1回目の協議後にはすぐにでも再開されると思われた6者協議が難航しているのは、中国を仲介役に進められてきた6者協議再開の条件である共同文書をめぐって米朝が真っ向から対立しているためだ。
北朝鮮は核開発を止める代わりにアメリカが絶対に北朝鮮を攻撃をしないという保証が欲しい。その意を汲んだ中国は、これまで使ってきた「朝鮮半島の非核化」という文言を「非核兵器化」(核の平和利用開発の可能性は残す意味合いだ)に書き換え、さらにアメリカが使ってきた「安全の保証」を「Assurance」ではなく、「Guarantee」に変えることでどうか、とアメリカに打診している(後者は契約の意味合いが強い)。
アメリカがイエスと言うはずがない。
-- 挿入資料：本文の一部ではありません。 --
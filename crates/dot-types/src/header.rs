//! Block headers.

use crate::hash::{blake2b_256, Hash};

/// An opaque digest item (consensus engine logs, seals, pre-runtime data).
#[derive(Debug, Clone, PartialEq, Eq, Default)]
pub struct DigestItem(pub Vec<u8>);

impl DigestItem {
    /// Create from raw bytes.
    pub fn from_bytes(bytes: Vec<u8>) -> Self {
        Self(bytes)
    }
}

/// The ordered list of digest items carried by a header.
#[derive(Debug, Clone, PartialEq, Eq, Default)]
pub struct Digest(pub Vec<DigestItem>);

impl Digest {
    /// Number of items in the digest.
    pub fn len(&self) -> usize {
        self.0.len()
    }

    /// Whether the digest carries no items.
    pub fn is_empty(&self) -> bool {
        self.0.is_empty()
    }
}

/// A block header.
#[derive(Debug, Clone, PartialEq, Eq)]
pub struct Header {
    /// Hash of the parent block.
    pub parent_hash: Hash,
    /// Block number.
    pub number: u64,
    /// Root of the post-execution state trie.
    pub state_root: Hash,
    /// Root of the extrinsics trie.
    pub extrinsics_root: Hash,
    /// Consensus digest items.
    pub digest: Digest,
}

impl Header {
    /// Create a new header.
    pub fn new(
        parent_hash: Hash,
        number: u64,
        state_root: Hash,
        extrinsics_root: Hash,
        digest: Digest,
    ) -> Self {
        Self {
            parent_hash,
            number,
            state_root,
            extrinsics_root,
            digest,
        }
    }

    /// Compute the header hash.
    ///
    /// The hash commits to every header field through a deterministic
    /// field encoding.
    pub fn hash(&self) -> Hash {
        blake2b_256(&self.encode())
    }

    /// Deterministic field encoding used for hashing.
    fn encode(&self) -> Vec<u8> {
        let mut out = Vec::with_capacity(32 + 8 + 32 + 32 + 16);
        out.extend_from_slice(self.parent_hash.as_bytes());
        out.extend_from_slice(&self.number.to_le_bytes());
        out.extend_from_slice(self.state_root.as_bytes());
        out.extend_from_slice(self.extrinsics_root.as_bytes());
        out.extend_from_slice(&(self.digest.0.len() as u32).to_le_bytes());
        for item in &self.digest.0 {
            out.extend_from_slice(&(item.0.len() as u32).to_le_bytes());
            out.extend_from_slice(&item.0);
        }
        out
    }
}

#[cfg(test)]
mod tests {
    use super::*;

    fn header(number: u64, parent_hash: Hash) -> Header {
        Header::new(
            parent_hash,
            number,
            Hash::zero(),
            Hash::zero(),
            Digest::default(),
        )
    }

    #[test]
    fn test_hash_is_deterministic() {
        let a = header(1, Hash::zero());
        let b = header(1, Hash::zero());
        assert_eq!(a.hash(), b.hash());
    }

    #[test]
    fn test_hash_commits_to_every_field() {
        let base = header(1, Hash::zero());

        let mut other = base.clone();
        other.number = 2;
        assert_ne!(base.hash(), other.hash());

        let mut other = base.clone();
        other.state_root = Hash::from_bytes([1; 32]);
        assert_ne!(base.hash(), other.hash());

        let mut other = base.clone();
        other.digest = Digest(vec![DigestItem::from_bytes(vec![1, 2, 3])]);
        assert_ne!(base.hash(), other.hash());
    }

    #[test]
    fn test_parent_linkage() {
        let parent = header(1, Hash::zero());
        let child = header(2, parent.hash());
        assert_eq!(child.parent_hash, parent.hash());
    }
}
/// How long a punished peer stays out of the worker rotation.
const PUNISH_COOLDOWN: Duration = Duration::from_secs(10 * 60);

/// Deadline for draining workers on shutdown.
const STOP_TIMEOUT: Duration = Duration::from_secs(30);

/// The outcome of one dispatched block request.
#[derive(Debug)]
pub struct SyncTaskResult {
    /// The peer that served (or failed) the request.
    pub who: PeerId,
    /// The original request, so the caller can retry elsewhere.
    pub request: BlockRequest,
    /// The response, when the request succeeded.
    pub response: Option<BlockResponse>,
    /// The failure, when it did not.
    pub error: Option<RequestError>,
}

/// A request bound for a worker, with the sink its result goes to.
struct SyncTask {
    request: BlockRequest,
    result_tx: mpsc::UnboundedSender<SyncTaskResult>,
}

/// Availability of a worker slot.
#[derive(Debug, Clone, Copy, PartialEq, Eq)]
pub enum WorkerStatus {
    /// Idle and eligible for dispatch.
    Available,
    /// Processing a request.
    Busy,
    /// Temporarily out of rotation (e.g. served a bad block).
    Ignored,
    /// Out of rotation for protocol-level misbehavior.
    Punished,
}

struct WorkerSlot {
    status: WorkerStatus,
    since: Instant,
    task_tx: mpsc::UnboundedSender<SyncTask>,
}

#[derive(Default)]
struct PoolState {
    slots: HashMap<PeerId, WorkerSlot>,
    queued: VecDeque<SyncTask>,
}

/// Pool of per-peer workers multiplexing block requests across the network.
pub struct SyncWorkerPool {
    network: Arc<dyn Network>,
    request_maker: Arc<dyn RequestMaker>,
    state: Arc<Mutex<PoolState>>,
    tracker: TaskTracker,
    cancel: CancellationToken,
}

impl SyncWorkerPool {
    /// Create a pool over the given transport collaborators.
    pub fn new(network: Arc<dyn Network>, request_maker: Arc<dyn RequestMaker>) -> Self {
        Self {
            network,
            request_maker,
            state: Arc::new(Mutex::new(PoolState::default())),
            tracker: TaskTracker::new(),
            cancel: CancellationToken::new(),
        }
    }

    /// Schedule one request.
    ///
    /// A `preferred` peer is used when its slot is idle; otherwise any idle
    /// non-ignored slot is picked at random, and with no idle slot the task
    /// waits in a FIFO for the next worker to free up.
    pub fn submit_request(
        &self,
        request: BlockRequest,
        preferred: Option<&PeerId>,
        result_tx: mpsc::UnboundedSender<SyncTaskResult>,
    ) {
        let task = SyncTask { request, result_tx };
        let mut state = self.state.lock();

        let chosen = match preferred {
            Some(who) if slot_is_available(&state, who) => Some(who.clone()),
            _ => {
                let idle: Vec<PeerId> = state
                    .slots
                    .iter()
                    .filter(|(_, slot)| slot.status == WorkerStatus::Available)
                    .map(|(who, _)| who.clone())
                    .collect();
                idle.choose(&mut rand::thread_rng()).cloned()
            }
        };

        match chosen {
            Some(who) => dispatch(&mut state, &who, task),
            None => {
                trace!("no idle worker, queueing request");
                state.queued.push_back(task);
            }
        }
    }

    /// Schedule a batch of requests, returning the sink their results land on
    /// in completion order.
    pub fn submit_requests(
        &self,
        requests: Vec<BlockRequest>,
    ) -> mpsc::UnboundedReceiver<SyncTaskResult> {
        let (result_tx, result_rx) = mpsc::unbounded_channel();
        for request in requests {
            self.submit_request(request, None, result_tx.clone());
        }
        result_rx
    }

    /// Re-seed the pool from the transport's current peer list and lift the
    /// ignore/punish status of peers whose cool-down elapsed.
    pub fn use_connected_peers(&self) {
        let connected = self.network.peers();
        {
            let mut state = self.state.lock();
            for (who, slot) in state.slots.iter_mut() {
                let cooldown = match slot.status {
                    WorkerStatus::Ignored => IGNORE_COOLDOWN,
                    WorkerStatus::Punished => PUNISH_COOLDOWN,
                    _ => continue,
                };
                if slot.since.elapsed() >= cooldown {
                    debug!(peer = %who, "peer re-admitted to the worker pool");
                    slot.status = WorkerStatus::Available;
                    slot.since = Instant::now();
                }
            }
        }
        for who in connected {
            self.new_peer(who);
        }
    }

    /// Record a peer as alive and eligible as a worker.
    pub fn from_block_announce(&self, who: PeerId) {
        self.new_peer(who);
    }

    /// Ensure a worker slot exists for `who`, spawning its task if needed.
    pub fn new_peer(&self, who: PeerId) {
        if self.cancel.is_cancelled() {
            return;
        }

        let mut state = self.state.lock();
        if state.slots.contains_key(&who) {
            return;
        }

        let (task_tx, task_rx) = mpsc::unbounded_channel();
        state.slots.insert(
            who.clone(),
            WorkerSlot {
                status: WorkerStatus::Available,
                since: Instant::now(),
                task_tx,
            },
        );
        drop(state);

        debug!(peer = %who, "new worker in the sync pool");
        let request_maker = self.request_maker.clone();
        let pool_state = self.state.clone();
        let cancel = self.cancel.clone();
        self.tracker
            .spawn(worker_loop(who, request_maker, pool_state, task_rx, cancel));

        // a queued task may have been waiting for this slot
        let mut state = self.state.lock();
        if let Some(task) = state.queued.pop_front() {
            let idle: Vec<PeerId> = state
                .slots
                .iter()
                .filter(|(_, slot)| slot.status == WorkerStatus::Available)
                .map(|(who, _)| who.clone())
                .collect();
            match idle.choose(&mut rand::thread_rng()).cloned() {
                Some(who) => dispatch(&mut state, &who, task),
                None => state.queued.push_front(task),
            }
        }
    }

    /// Temporarily take a peer out of the worker rotation.
    pub fn ignore_peer_as_worker(&self, who: &PeerId) {
        self.set_status(who, WorkerStatus::Ignored);
    }

    /// Take a peer out of the rotation for protocol-level misbehavior.
    pub fn punish_peer(&self, who: &PeerId) {
        self.set_status(who, WorkerStatus::Punished);
    }

    fn set_status(&self, who: &PeerId, status: WorkerStatus) {
        let mut state = self.state.lock();
        if let Some(slot) = state.slots.get_mut(who) {
            warn!(peer = %who, ?status, "worker removed from rotation");
            slot.status = status;
            slot.since = Instant::now();
        }
    }

    /// Current status of a peer's slot, if one exists.
    pub fn worker_status(&self, who: &PeerId) -> Option<WorkerStatus> {
        self.state.lock().slots.get(who).map(|slot| slot.status)
    }

    /// Number of workers eligible for dispatch (idle or busy).
    pub fn total_workers(&self) -> usize {
        self.state
            .lock()
            .slots
            .values()
            .filter(|slot| {
                matches!(slot.status, WorkerStatus::Available | WorkerStatus::Busy)
            })
            .count()
    }

    /// Stop all workers, waiting up to the shutdown deadline for in-flight
    /// requests to finish.
    pub async fn stop(&self) -> Result<(), SyncError> {
        self.cancel.cancel();
        self.state.lock().queued.clear();
        self.tracker.close();

        match tokio::time::timeout(STOP_TIMEOUT, self.tracker.wait()).await {
            Ok(()) => Ok(()),
            Err(_) => Err(SyncError::StopTimeout),
        }
    }
}
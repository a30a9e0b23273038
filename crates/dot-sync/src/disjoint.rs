//! The disjoint block set: announced blocks that are not ready to process.
//!
//! A block lands here when we only know its hash or number, its parent is
//! unknown, or its body is missing. Entries are purged when they fall below
//! the finalised number, when they outlive their TTL, or — at capacity —
//! oldest first.

use crate::error::SyncError;
use dot_network::MAX_BLOCKS_IN_RESPONSE;
use dot_types::{Body, BlockData, FinalityInfo, Hash, Header};
use parking_lot::Mutex;
use std::collections::HashMap;
use std::time::{Duration, Instant};
use tokio::sync::mpsc;
use tokio_util::sync::CancellationToken;
use tracing::{debug, trace, warn};

/// Upper bound on tracked pending blocks.
pub const PENDING_BLOCKS_LIMIT: usize = MAX_BLOCKS_IN_RESPONSE as usize * 32;

/// A block known to exist but not yet ready to be processed.
///
/// Fields other than the hash may be unknown.
#[derive(Debug, Clone)]
pub struct PendingBlock {
    /// Block hash.
    pub hash: Hash,
    /// Block number, if known.
    pub number: Option<u64>,
    /// Block header, if known.
    pub header: Option<Header>,
    /// Block body, if known.
    pub body: Option<Body>,
    /// Justification, if known.
    pub justification: Option<Vec<u8>>,
    /// Arrival time, for TTL and capacity eviction.
    received_at: Instant,
    /// Arrival sequence, orders evictions within one instant.
    seq: u64,
}

impl PendingBlock {
    /// Convert into block data for the import path.
    pub fn to_block_data(&self) -> BlockData {
        BlockData {
            hash: self.hash,
            header: self.header.clone(),
            body: self.body.clone(),
            justification: self.justification.clone(),
        }
    }
}

/// Housekeeping configuration for the disjoint set.
#[derive(Debug, Clone)]
pub struct DisjointBlockSetConfig {
    /// Maximum number of tracked blocks.
    pub limit: usize,
    /// How long an entry may stay before the housekeeper drops it.
    pub ttl: Duration,
    /// Interval between TTL sweeps.
    pub housekeeping_interval: Duration,
}

impl Default for DisjointBlockSetConfig {
    fn default() -> Self {
        Self {
            limit: PENDING_BLOCKS_LIMIT,
            ttl: Duration::from_secs(10 * 60),
            housekeeping_interval: Duration::from_secs(60),
        }
    }
}

#[derive(Default)]
struct Inner {
    blocks: HashMap<Hash, PendingBlock>,
    next_seq: u64,
}

impl Inner {
    fn evict_oldest(&mut self) {
        let oldest = self
            .blocks
            .values()
            .min_by_key(|block| (block.received_at, block.seq))
            .map(|block| block.hash);
        if let Some(hash) = oldest {
            trace!(block = %hash, "pending set full, evicting oldest entry");
            self.blocks.remove(&hash);
        }
    }
}

/// Set of announced-but-unready blocks, bounded by [`PENDING_BLOCKS_LIMIT`].
pub struct DisjointBlockSet {
    config: DisjointBlockSetConfig,
    inner: Mutex<Inner>,
}

impl Default for DisjointBlockSet {
    fn default() -> Self {
        Self::new(DisjointBlockSetConfig::default())
    }
}

impl DisjointBlockSet {
    /// Create a set with the given housekeeping configuration.
    pub fn new(config: DisjointBlockSetConfig) -> Self {
        Self {
            config,
            inner: Mutex::new(Inner::default()),
        }
    }

    /// Whether the set tracks a block with this hash.
    pub fn has_block(&self, hash: &Hash) -> bool {
        self.inner.lock().blocks.contains_key(hash)
    }

    /// Insert a header, merging with a partial record for the same hash.
    ///
    /// Fails with [`SyncError::AlreadyInDisjointSet`] when a record with this
    /// header is already tracked.
    pub fn add_header(&self, header: Header) -> Result<(), SyncError> {
        let hash = header.hash();
        let mut inner = self.inner.lock();

        if let Some(existing) = inner.blocks.get_mut(&hash) {
            if existing.header.is_some() {
                return Err(SyncError::AlreadyInDisjointSet {
                    number: header.number,
                    hash,
                });
            }
            existing.number = Some(header.number);
            existing.header = Some(header);
            return Ok(());
        }

        if inner.blocks.len() >= self.config.limit {
            inner.evict_oldest();
        }
        let seq = inner.next_seq;
        inner.next_seq += 1;
        inner.blocks.insert(
            hash,
            PendingBlock {
                hash,
                number: Some(header.number),
                header: Some(header),
                body: None,
                justification: None,
                received_at: Instant::now(),
                seq,
            },
        );
        Ok(())
    }

    /// Insert a record carrying only a hash and number.
    pub fn add_hash_and_number(&self, hash: Hash, number: u64) {
        let mut inner = self.inner.lock();
        if let Some(existing) = inner.blocks.get_mut(&hash) {
            existing.number.get_or_insert(number);
            return;
        }

        if inner.blocks.len() >= self.config.limit {
            inner.evict_oldest();
        }
        let seq = inner.next_seq;
        inner.next_seq += 1;
        inner.blocks.insert(
            hash,
            PendingBlock {
                hash,
                number: Some(number),
                header: None,
                body: None,
                justification: None,
                received_at: Instant::now(),
                seq,
            },
        );
    }

    /// Fetch a tracked block by hash.
    pub fn get_block(&self, hash: &Hash) -> Option<PendingBlock> {
        self.inner.lock().blocks.get(hash).cloned()
    }

    /// Snapshot of all tracked blocks.
    pub fn get_blocks(&self) -> Vec<PendingBlock> {
        self.inner.lock().blocks.values().cloned().collect()
    }

    /// Drop a tracked block.
    pub fn remove_block(&self, hash: &Hash) {
        self.inner.lock().blocks.remove(hash);
    }

    /// Number of tracked blocks.
    pub fn size(&self) -> usize {
        self.inner.lock().blocks.len()
    }

    /// Drop every entry at or below the finalised number. Entries with an
    /// unknown number are left to the TTL sweep.
    fn purge_finalised(&self, finalised_number: u64) {
        let mut inner = self.inner.lock();
        let before = inner.blocks.len();
        inner
            .blocks
            .retain(|_, block| block.number.map_or(true, |number| number > finalised_number));
        let purged = before - inner.blocks.len();
        if purged > 0 {
            debug!(purged, finalised_number, "purged finalised pending blocks");
        }
    }

    /// Drop entries older than the configured TTL.
    fn purge_stale(&self) {
        let ttl = self.config.ttl;
        let mut inner = self.inner.lock();
        let before = inner.blocks.len();
        inner
            .blocks
            .retain(|_, block| block.received_at.elapsed() <= ttl);
        let purged = before - inner.blocks.len();
        if purged > 0 {
            debug!(purged, "purged stale pending blocks");
        }
    }

    /// Housekeeper loop: purge on every finalisation notification and on each
    /// TTL tick, until cancelled.
    pub async fn run(
        &self,
        mut finalised_rx: mpsc::UnboundedReceiver<FinalityInfo>,
        cancel: CancellationToken,
    ) {
        let mut ticker = tokio::time::interval(self.config.housekeeping_interval);
        loop {
            tokio::select! {
                _ = cancel.cancelled() => {
                    debug!("disjoint block set housekeeper stopping");
                    return;
                }
                _ = ticker.tick() => {
                    self.purge_stale();
                }
                info = finalised_rx.recv() => {
                    let Some(info) = info else {
                        warn!("finalisation notifier closed, stopping housekeeper");
                        return;
                    };
                    self.purge_finalised(info.header.number);
                }
            }
        }
    }
}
そうこうするうちに、6者協議の中国代表の王毅外務次官と傳瑩外務省アジア局長が近々大使に転出するとの噂が広がっている。年末のイラクのフセイン元大統領の拘束、それにリビアのカダフィ大佐の「変身」が金正日総書記に衝撃波となったことは十分想像できる。
それと関連があるのか、北朝鮮は6日から10日にかけてアメリカの専門家グループを招請、寧辺(ヨンピョン)の核施設を見せた。スタンフォード大学名誉教授のJ・W・ルイス博士のほか、米核兵器開発の中核を担うロスアラモス国立研究所元所長のS・ヘッカー博士、それに昨年8月まで北朝鮮特使だったJ・ブリチャード氏ら、ブッシュ政権の対北朝鮮政策に批判的だった面々だ。
詳細が明らかになるのはこれからだが、北朝鮮も呼んだからにはアメリカの心証をよくするような新材料を用意していたと見るべきだろう。1月はダメでも2月には何かが起こるかもしれない。